Singapore PM names new finmin, reshuffles cabinet as succession question looms
April 23 2021 12:16 PM
Lawrence Wong
Lawrence Wong

Reuters/Singapore

Singapore Prime Minister Lee Hsien Loong named Lawrence Wong, tipped as a contender to be future premier, as the new finance minister in a broader cabinet reshuffle which comes at a time when the country is resetting its leadership succession plan.

Wong, the face of the Singapore government's fight against the Covid-19 pandemic, is among a crop of younger political figures who have been touted by analysts as potential successors to Lee. He is currently education minister and second minister for finance.

Wong replaces Heng Swee Keat, whose unexpected move to step aside as the country's leader-in-waiting, has raised uncertainty over who will succeed Lee, 69, when he retires.

Lee, who had signalled he would delay his plan to retire by 70 to see Singapore through the Covid-19 pandemic, has said he will stay on until a successor is chosen.

‘The upgrade for Lawrence Wong is certainly a signal, a cautious move to explore his capacity,’ said Gillian Koh, deputy director of research at the Institute of Policy Studies.

The reshuffle comes after Singapore, a global finance and trade hub, suffered its worst ever recession last year due to the pandemic. The government has pumped more than S$100 billion ($75.34 billion) into the economy to cope with the fallout.

Among the contenders for the top job, Chan Chun Sing was given the education portfolio and Ong Ye Kung will take over as health minister.

The three are part of a younger team from the ‘fourth generation’ of leaders, or 4G, which has to choose a replacement for Heng from among themselves.

‘This round of cabinet changes will allow (4G ministers) to gain new experience and exposure,’ Lee told a media briefing, adding the reshuffle would help them work together in new capacities and strengthen their cohesion as a team.

‘This will make the new team readier to take over from me and my older colleagues.’
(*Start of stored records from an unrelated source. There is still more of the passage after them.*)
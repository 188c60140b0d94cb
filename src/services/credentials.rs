use std::fs;

use super::error::ServiceError;

pub fn read_api_key(path: &str) -> Result<String, ServiceError> {
    let contents = fs::read_to_string(path).map_err(|_| ServiceError::MissingCredential {
        path: path.to_string(),
    })?;

    let key = contents.trim().to_string();
    if key.is_empty() {
        return Err(ServiceError::MissingCredential {
            path: path.to_string(),
        });
    }

    Ok(key)
}
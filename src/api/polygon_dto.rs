use derive_getters::Getters;
use derive_new::new;
use serde::Deserialize;

#[derive(Debug, Deserialize, Getters, new)]
pub struct PolygonLastTradeDto {
    status: String,
    symbol: String,
    last: PolygonLastDto,
}

#[derive(Debug, Deserialize, Getters, new)]
pub struct PolygonLastDto {
    price: f64,
    size: Option<i64>,
    timestamp: Option<i64>,
}

#[derive(Debug, Deserialize, Getters, new)]
#[serde(rename_all = "camelCase")]
pub struct PolygonDailyCloseDto {
    status: String,
    symbol: String,
    from: String,
    open: f64,
    high: f64,
    low: f64,
    close: f64,
    volume: Option<f64>,
}
use thiserror::Error;

#[derive(Debug, Error)]
pub enum LedgerError {
    #[error("quantity must be a positive number of shares, got {quantity}")]
    InvalidQuantity { quantity: i64 },

    #[error("cannot sell {requested} shares of {ticker}, only {held} held")]
    InsufficientShares {
        ticker: String,
        requested: i64,
        held: i64,
    },

    #[error("no open position for {ticker}")]
    NoSuchPosition { ticker: String },

    #[error("position store not found at '{path}'")]
    StoreNotFound { path: String },

    #[error("invalid position row {row}: {reason}")]
    InvalidRow { row: usize, reason: String },

    #[error("failed to access position store")]
    Csv(#[from] csv::Error),

    #[error("failed to access ledger storage")]
    Io(#[from] std::io::Error),
}
use std::path::{Path, PathBuf};

use chrono::NaiveDate;
use csv::{ReaderBuilder, WriterBuilder};

use crate::models::Position;

use super::error::LedgerError;

const HEADER: [&str; 3] = ["ticker", "quantity", "acquisition_date"];
const DATE_FORMAT: &str = "%Y-%m-%d";

pub struct PositionStore {
    path: PathBuf,
}

impl PositionStore {
    pub fn new(path: impl Into<PathBuf>) -> Self {
        Self { path: path.into() }
    }

    pub fn path(&self) -> &Path {
        &self.path
    }

    pub fn load(&self) -> Result<Vec<Position>, LedgerError> {
        if !self.path.exists() {
            return Err(LedgerError::StoreNotFound {
                path: self.path.display().to_string(),
            });
        }

        let mut reader = ReaderBuilder::new()
            .has_headers(false)
            .from_path(&self.path)?;

        let mut positions = Vec::new();
        for (row_idx, record) in reader.records().enumerate() {
            let rec = record?;

            // Header row is optional
            if row_idx == 0 && rec.get(0) == Some(HEADER[0]) {
                continue;
            }

            if rec.len() < 3 {
                return Err(LedgerError::InvalidRow {
                    row: row_idx + 1,
                    reason: format!("expected 3 columns, found {}", rec.len()),
                });
            }

            let ticker = rec[0].to_string();

            let quantity = rec[1].parse::<i64>().map_err(|_| LedgerError::InvalidRow {
                row: row_idx + 1,
                reason: format!("failed to parse quantity '{}'", &rec[1]),
            })?;

            let acquisition_date = NaiveDate::parse_from_str(&rec[2], DATE_FORMAT).map_err(
                |_| LedgerError::InvalidRow {
                    row: row_idx + 1,
                    reason: format!("failed to parse date '{}'", &rec[2]),
                },
            )?;

            positions.push(Position::new(ticker, quantity, acquisition_date));
        }

        Ok(positions)
    }

    // Full rewrite; not atomic, concurrent writers are not supported.
    pub fn save(&self, positions: &[Position]) -> Result<(), LedgerError> {
        let mut writer = WriterBuilder::new().from_path(&self.path)?;

        writer.write_record(HEADER)?;
        for position in positions {
            writer.write_record([
                position.ticker().clone(),
                position.quantity().to_string(),
                position.acquisition_date().format(DATE_FORMAT).to_string(),
            ])?;
        }
        writer.flush()?;

        Ok(())
    }
}
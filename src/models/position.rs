use chrono::NaiveDate;
use derive_getters::Getters;
use derive_new::new;

#[derive(Clone, Debug, Eq, Getters, PartialEq, new)]
pub struct Position {
    ticker: String,
    quantity: i64,
    acquisition_date: NaiveDate,
}

impl Position {
    pub fn add_shares(&mut self, quantity: i64) {
        self.quantity += quantity;
    }

    pub fn remove_shares(&mut self, quantity: i64) {
        self.quantity -= quantity;
    }

    pub fn is_closed(&self) -> bool {
        self.quantity == 0
    }
}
The current health minister, Gan Kim Yong, will take on Chan's trade and industry portfolio.

Ong will relinquish his role as minister for transport and join Wong as the co-chair of the country's virus-fighting task force.

The changes will be effective May 15.

While becoming finance minister will help Wong in profiling his ability and leadership, ‘it does not catapult him to the forefront,’ said Eugene Tan, a former nominated member of parliament. ‘The race is still very much wide open.’